JPS6352477A - Manufacture of non-volatile semiconductor memory device - Google Patents

Abstract

PURPOSE:To eliminate a residual substance at a side wall of a selection gate and a floating gate after an etching process of phosphorus-doped polysilicon by a method wherein an insulating substance is filled between the selection gate and the floating gate so that a flat surface can be obtained. CONSTITUTION:A gate 5 of a selection transistor and a floating gate 6 of a memory transistor are formed. Then, a CVD silicon oxide film 7 and a resist film 8 for flattening use are formed successively so that a flat surface can be obtained by reactive ion etching in such a way that the CVD silicon oxide film 7 is left in a region where the first phosphorus-doped polysilicon layer has been etched. Through this constitution, it is possible to eliminate a residual substance at a side wall of a selection gate and a floating gate without increasing the size of a cell after a conductive material to be used for a control gate has been etched.

Description

[Detailed Description of the Invention] [Object of the Invention] (Industrial Application Field) The present invention relates to a semiconductor memory device having a floating gate, and particularly to a device in which electrical writing and erasing can be performed for each memory unit. Regarding 2.

(Prior art) Positive or negative charge is injected into a floating gate electrode that is electrically insulated from the outside to change the conductive state of an insulated gate type (MOS) transistor.
Nonvolatile semiconductor devices for storing 1P or "O" information are already known.

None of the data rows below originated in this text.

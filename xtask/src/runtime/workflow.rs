//! Workflow recording, stage timing, and structured run artifacts.

use crate::runtime::artifacts::ArtifactManager;
use crate::runtime::error::{XtaskError, XtaskResult};
use chrono::{SecondsFormat, Utc};
use serde::Serialize;
use std::env;
use std::fs::{self, OpenOptions};
use std::path::{Path, PathBuf};
use std::sync::{Mutex, OnceLock};
use std::time::{Duration, Instant, SystemTime, UNIX_EPOCH};

#[derive(Debug, Clone, Serialize)]
struct StageRecord {
    name: String,
    started_unix_ms: u64,
    duration_ms: u128,
    status: String,
    error: Option<String>,
}

#[derive(Debug, Clone, Serialize)]
struct RunManifest {
    workflow: String,
    target: Option<String>,
    started_at: String,
    started_unix_ms: u64,
    finished_unix_ms: u64,
    duration_ms: u128,
    status: String,
    error: Option<String>,
    run_dir: String,
    command: String,
    stages: Vec<StageRecord>,
    warnings: Vec<String>,
}

#[derive(Debug)]
struct ActiveRun {
    workflow: String,
    target: Option<String>,
    started_at: String,
    started_unix_ms: u64,
    started_instant: Instant,
    run_dir: PathBuf,
    manifest_path: PathBuf,
    events_path: PathBuf,
    command: String,
    stages: Vec<StageRecord>,
    warnings: Vec<String>,
}

static ACTIVE_RUN: OnceLock<Mutex<Option<ActiveRun>>> = OnceLock::new();

fn active_run() -> &'static Mutex<Option<ActiveRun>> {
    ACTIVE_RUN.get_or_init(|| Mutex::new(None))
}

/// Shared workflow recorder service.
///
/// `WorkflowRecorder` provides the stable console and artifact vocabulary for xtask workflows.
/// Command families execute through [`with_workflow_run`](Self::with_workflow_run), nest each
/// generator in [`run_timed_stage`](Self::run_timed_stage), and report degraded states through
/// [`warn`](Self::warn) so they land in both the terminal and the run's event log.
#[derive(Clone, Debug)]
pub struct WorkflowRecorder {
    artifacts: ArtifactManager,
}

impl WorkflowRecorder {
    /// Create a recorder service.
    pub fn new(artifacts: ArtifactManager) -> Self {
        Self { artifacts }
    }

    /// Run a workflow with manifest and event recording.
    ///
    /// This method creates a run directory under `.artifacts/automation/runs/`, emits the
    /// `workflow_started` and `workflow_finished` events, and writes a manifest summarizing the
    /// run outcome. The action's result is returned unchanged.
    pub fn with_workflow_run<F>(
        &self,
        workflow: &str,
        target: Option<String>,
        action: F,
    ) -> XtaskResult<()>
    where
        F: FnOnce() -> XtaskResult<()>,
    {
        let run = self.begin_workflow_run(workflow, target)?;
        {
            let mut guard = active_run()
                .lock()
                .map_err(|_| XtaskError::io("failed to lock workflow recorder"))?;
            *guard = Some(run);
        }

        let result = action();
        self.finish_workflow_run(result.as_ref().err().cloned())?;
        result
    }

    fn begin_workflow_run(&self, workflow: &str, target: Option<String>) -> XtaskResult<ActiveRun> {
        let started_unix_ms = unix_timestamp_millis();
        let started_at = Utc::now().to_rfc3339_opts(SecondsFormat::Millis, true);
        let run_dir = self
            .artifacts
            .automation_runs_dir()
            .join(format!("{started_unix_ms}-{workflow}"));
        self.artifacts.ensure_dir(&run_dir)?;

        let events_path = run_dir.join("events.jsonl");
        let manifest_path = run_dir.join("manifest.json");
        fs::write(&events_path, "").map_err(|err| {
            XtaskError::io(format!(
                "failed to initialize {}: {err}",
                events_path.display()
            ))
        })?;

        append_run_event(
            &events_path,
            serde_json::json!({
                "type": "workflow_started",
                "workflow": workflow,
                "target": target,
                "timestamp_unix_ms": started_unix_ms
            }),
        )?;

        Ok(ActiveRun {
            workflow: workflow.to_string(),
            target,
            started_at,
            started_unix_ms,
            started_instant: Instant::now(),
            run_dir,
            manifest_path,
            events_path,
            command: env::args().collect::<Vec<_>>().join(" "),
            stages: Vec::new(),
            warnings: Vec::new(),
        })
    }

    fn finish_workflow_run(&self, error: Option<XtaskError>) -> XtaskResult<()> {
        let mut guard = active_run()
            .lock()
            .map_err(|_| XtaskError::io("failed to lock workflow recorder"))?;
        let Some(run) = guard.take() else {
            return Ok(());
        };

        let finished_unix_ms = unix_timestamp_millis();
        let status = if error.is_none() { "ok" } else { "failed" }.to_string();
        let manifest = RunManifest {
            workflow: run.workflow.clone(),
            target: run.target.clone(),
            started_at: run.started_at.clone(),
            started_unix_ms: run.started_unix_ms,
            finished_unix_ms,
            duration_ms: run.started_instant.elapsed().as_millis(),
            status: status.clone(),
            error: error.as_ref().map(ToString::to_string),
            run_dir: run.run_dir.display().to_string(),
            command: run.command.clone(),
            stages: run.stages,
            warnings: run.warnings,
        };

        append_run_event(
            &run.events_path,
            serde_json::json!({
                "type": "workflow_finished",
                "workflow": run.workflow,
                "timestamp_unix_ms": finished_unix_ms,
                "status": status,
                "error": error.as_ref().map(ToString::to_string)
            }),
        )?;

        let manifest_json = serde_json::to_string_pretty(&manifest)
            .map_err(|err| XtaskError::io(format!("failed to serialize run manifest: {err}")))?;
        fs::write(&run.manifest_path, manifest_json).map_err(|err| {
            XtaskError::io(format!(
                "failed to write {}: {err}",
                run.manifest_path.display()
            ))
        })?;
        println!("    run record: {}", run.manifest_path.display());

        Ok(())
    }

    /// Record a stage with timing and structured events.
    ///
    /// The stage result is propagated to the caller unchanged after the corresponding
    /// `stage_started` and `stage_finished` events are recorded.
    pub fn run_timed_stage<T, F>(&self, message: &str, action: F) -> XtaskResult<T>
    where
        F: FnOnce() -> XtaskResult<T>,
    {
        println!("\n==> {message}");
        let started = Instant::now();
        let started_unix_ms = unix_timestamp_millis();
        append_active_run_event(serde_json::json!({
            "type": "stage_started",
            "name": message,
            "timestamp_unix_ms": started_unix_ms
        }))?;

        let result = action();
        let elapsed = started.elapsed();
        let stage = StageRecord {
            name: message.to_string(),
            started_unix_ms,
            duration_ms: elapsed.as_millis(),
            status: if result.is_ok() { "ok" } else { "failed" }.to_string(),
            error: result.as_ref().err().map(ToString::to_string),
        };
        record_stage_event(stage, unix_timestamp_millis())?;
        match &result {
            Ok(_) => println!("    done in {}", format_duration(elapsed)),
            Err(_) => println!("    failed in {}", format_duration(elapsed)),
        }
        result
    }

    /// Print a warning using the shared workflow output style and record it on the active run.
    ///
    /// Within one run a message is reported once; repeats from later stages are dropped.
    pub fn warn(&self, message: &str) -> XtaskResult<()> {
        let mut guard = active_run()
            .lock()
            .map_err(|_| XtaskError::io("failed to lock workflow recorder"))?;
        let Some(run) = guard.as_mut() else {
            println!("[warn] {message}");
            return Ok(());
        };
        if run.warnings.iter().any(|seen| seen == message) {
            return Ok(());
        }
        println!("[warn] {message}");
        append_run_event(
            &run.events_path,
            serde_json::json!({
                "type": "warning",
                "message": message,
                "timestamp_unix_ms": unix_timestamp_millis()
            }),
        )?;
        run.warnings.push(message.to_string());
        Ok(())
    }
}

fn append_run_event(path: &Path, event: serde_json::Value) -> XtaskResult<()> {
    let mut file = OpenOptions::new()
        .create(true)
        .append(true)
        .open(path)
        .map_err(|err| XtaskError::io(format!("failed to open {}: {err}", path.display())))?;
    let line = serde_json::to_string(&event)
        .map_err(|err| XtaskError::io(format!("failed to serialize run event: {err}")))?;
    use std::io::Write as _;
    writeln!(&mut file, "{line}")
        .map_err(|err| XtaskError::io(format!("failed to append {}: {err}", path.display())))
}

fn append_active_run_event(event: serde_json::Value) -> XtaskResult<()> {
    let guard = active_run()
        .lock()
        .map_err(|_| XtaskError::io("failed to lock workflow recorder"))?;
    let Some(run) = guard.as_ref() else {
        return Ok(());
    };
    append_run_event(&run.events_path, event)
}

fn record_stage_event(stage: StageRecord, end_timestamp_unix_ms: u64) -> XtaskResult<()> {
    let mut guard = active_run()
        .lock()
        .map_err(|_| XtaskError::io("failed to lock workflow recorder"))?;
    let Some(run) = guard.as_mut() else {
        return Ok(());
    };
    append_run_event(
        &run.events_path,
        serde_json::json!({
            "type": "stage_finished",
            "name": stage.name,
            "started_unix_ms": stage.started_unix_ms,
            "finished_unix_ms": end_timestamp_unix_ms,
            "duration_ms": stage.duration_ms,
            "status": stage.status,
            "error": stage.error
        }),
    )?;
    run.stages.push(stage);
    Ok(())
}

/// Format a duration for human-readable terminal output.
pub fn format_duration(duration: Duration) -> String {
    let secs = duration.as_secs();
    let millis = duration.subsec_millis();
    if secs >= 60 {
        let minutes = secs / 60;
        let rem_secs = secs % 60;
        format!("{minutes}m {rem_secs}.{millis:03}s")
    } else {
        format!("{secs}.{millis:03}s")
    }
}

/// Return the current unix timestamp in milliseconds.
pub fn unix_timestamp_millis() -> u64 {
    SystemTime::now()
        .duration_since(UNIX_EPOCH)
        .unwrap_or_default()
        .as_millis() as u64
}

/// Serializes tests that touch the process-wide active run.
#[cfg(test)]
pub(crate) fn workflow_test_lock() -> &'static Mutex<()> {
    static LOCK: OnceLock<Mutex<()>> = OnceLock::new();
    LOCK.get_or_init(|| Mutex::new(()))
}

In particular, it has a floating gate electrode insulated from the outside, and further has a control gate electrode and a pole provided so as to cover the floating gate. Nonvolatile memory cells consisting of ordinary MOS transistors for address selection are widely known.

In this memory cell, part of the drain of the storage element overlaps part of the floating gate via an insulating film thinner than the gate insulating film, and the FOWler flowing through this thin insulating film
- Filling/erasing is performed by NOrdheim current.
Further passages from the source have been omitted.